America’s oil dependence creates a host of economic and environmental problems:
- The United States only has three percent of the world’s oil supplies but is responsible for about a quarter of the world’s oil consumption. We currently import 58 percent of our oil from foreign countries, increasingly from regions that are politically unstable or unfriendly to U.S. interests.
- Our unstable supply of oil threatens our national economy, particularly since 97 percent of the U.S. transportation system is completely reliant on oil.
- Our current oil dependence requires imports that make up 40 percent of the national trade deficit.
The NRDC report, Addicted to Oil: Ranking States’ Oil Vulnerability and Solutions for Change, ranks all 50 states based on the hit drivers take to their wallet when they fill up, showing that while oil dependence affects all states, some are hit harder economically than others.
A second ranking shows how states are ranked on their implementation of solutions to reduce their oil dependence. While some states are pioneering solutions like promoting clean cars, clean fuels and smart growth, others are taking little or no action.
New Mexico ranked 31st out of 50 states, based on the policies the state has in place to reduce oil consumption.
In contrast, California, Connecticut, Maine, Maryland, Massachusetts, New Jersey, New York, Oregon, Rhode Island and Washington are doing the most to promote energy-saving policies to wean themselves from oil.
The report outlines solutions to end oil dependence and protect citizens from increases in gas prices, and highlights which states have adopted such policies. In the absence of strong national policies on issues such as oil independence and global warming, states need to assume responsibility for creating less oil-intensive transportation habits.
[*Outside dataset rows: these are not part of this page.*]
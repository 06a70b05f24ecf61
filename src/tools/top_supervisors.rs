//! MCP `top_supervisors` tool parameter definition.

use schemars::JsonSchema;
use serde::{Deserialize, Serialize};

/// Parameters for the `top_supervisors` MCP tool.
#[derive(Debug, Serialize, Deserialize, JsonSchema)]
pub struct TopSupervisorsParams {
    #[schemars(description = "Topic (lema) to rank supervisors by")]
    pub topic: String,

    /// Maximum number of supervisors. Defaults to `analysis.supervisor_limit`.
    #[schemars(description = "Maximum number of supervisors to return. Defaults to 10.")]
    pub limit: Option<usize>,
}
Strategies include:
- Clean Cars: Vehicles that cut global warming pollution also have the benefit of reducing oil consumption considerably. Eleven other states have adopted California’s Clean Cars program, which places increasingly stringent limits on global warming pollution from new vehicles. New Mexico is currently in the process of adopting these standards.
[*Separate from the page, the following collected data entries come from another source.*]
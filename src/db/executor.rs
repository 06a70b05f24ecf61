//! [`QueryExecutor`] over a shared SQLite connection.

use std::sync::{Arc, Mutex};

use anyhow::{anyhow, Context, Result};
use rusqlite::types::{ToSqlOutput, ValueRef};
use rusqlite::{Connection, ToSql};
use serde_json::Value;

use crate::analysis::{AnalyticalQuery, QueryExecutor, QueryParam, Row};

impl ToSql for QueryParam {
    fn to_sql(&self) -> rusqlite::Result<ToSqlOutput<'_>> {
        match self {
            QueryParam::Text(s) => s.to_sql(),
            QueryParam::Integer(i) => i.to_sql(),
            QueryParam::Real(f) => f.to_sql(),
        }
    }
}

#[derive(Clone)]
pub struct SqliteExecutor {
    conn: Arc<Mutex<Connection>>,
}

impl SqliteExecutor {
    pub fn new(conn: Arc<Mutex<Connection>>) -> Self {
        Self { conn }
    }

    pub fn from_connection(conn: Connection) -> Self {
        Self::new(Arc::new(Mutex::new(conn)))
    }

    pub fn connection(&self) -> Arc<Mutex<Connection>> {
        Arc::clone(&self.conn)
    }
}

/// SQLite column value → JSON. Blobs have no JSON form and become `null`.
fn to_json(value: ValueRef<'_>) -> Value {
    match value {
        ValueRef::Null | ValueRef::Blob(_) => Value::Null,
        ValueRef::Integer(i) => Value::from(i),
        ValueRef::Real(f) => serde_json::Number::from_f64(f)
            .map(Value::Number)
            .unwrap_or(Value::Null),
        ValueRef::Text(bytes) => Value::String(String::from_utf8_lossy(bytes).into_owned()),
    }
}

impl QueryExecutor for SqliteExecutor {
    fn execute(&self, query: &AnalyticalQuery) -> Result<Vec<Row>> {
        let conn = self
            .conn
            .lock()
            .map_err(|e| anyhow!("connection lock poisoned: {e}"))?;

        let mut stmt = conn
            .prepare(&query.sql)
            .context("failed to prepare analytical query")?;

        let columns: Vec<String> = stmt.column_names().into_iter().map(String::from).collect();
        let params: Vec<(&str, &dyn ToSql)> = query
            .params
            .iter()
            .map(|(name, value)| (*name, value as &dyn ToSql))
            .collect();

        let rows = stmt
            .query_map(params.as_slice(), |row| {
                let mut record = Row::new();
                for (i, name) in columns.iter().enumerate() {
                    record.insert(name.clone(), to_json(row.get_ref(i)?));
                }
                Ok(record)
            })
            .context("failed to execute analytical query")?
            .collect::<rusqlite::Result<Vec<_>>>()
            .context("failed to read query rows")?;

        tracing::debug!(rows = rows.len(), "sqlite query complete");
        Ok(rows)
    }
}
- Incentives for Purchasing Hybrid and Other Advanced-Technology Vehicles: Twelve states offer incentives for the purchase of new hybrid-electric and plug-in cars and trucks. These states are taking action to increase the number of cleaner, more efficient cars on their roads. New Mexico’s incentives currently include an excise tax exemption on hybrid vehicles and free metered parking within the City of Albuquerque.
- Clean Fuels: Biofuels can make a large dent in our oil dependence and greenhouse gas emissions, when produced responsibly. Seventeen states offer incentives for fueling stations selling biofuels, and seven have a Renewable Fuels Standard requiring a percentage of fuel sold in the state to come from renewable sources. At the time of this study, New Mexico had no such standards or incentives in place.
- Smart Growth and Public Transit: By integrating land use and transportation systems and designing them to promote alternatives to driving, states can reduce oil dependence significantly. Ten states have adopted smart growth measures intended to curb sprawl and the associated traffic, commuting and other vehicles miles traveled. New Mexico ranked 39th in its transit spending as a percentage of transit spending to highway spending in 2005.
“Filling the tank is a burden nowadays,” said Deron Lovaas, energy analyst at NRDC. “The good news is that some states are enacting policies that give consumers vehicle and fuel choices. More states need to do the same. And federal policymakers must also follow suit, by boosting fuel economy standards and supporting renewable fuels.”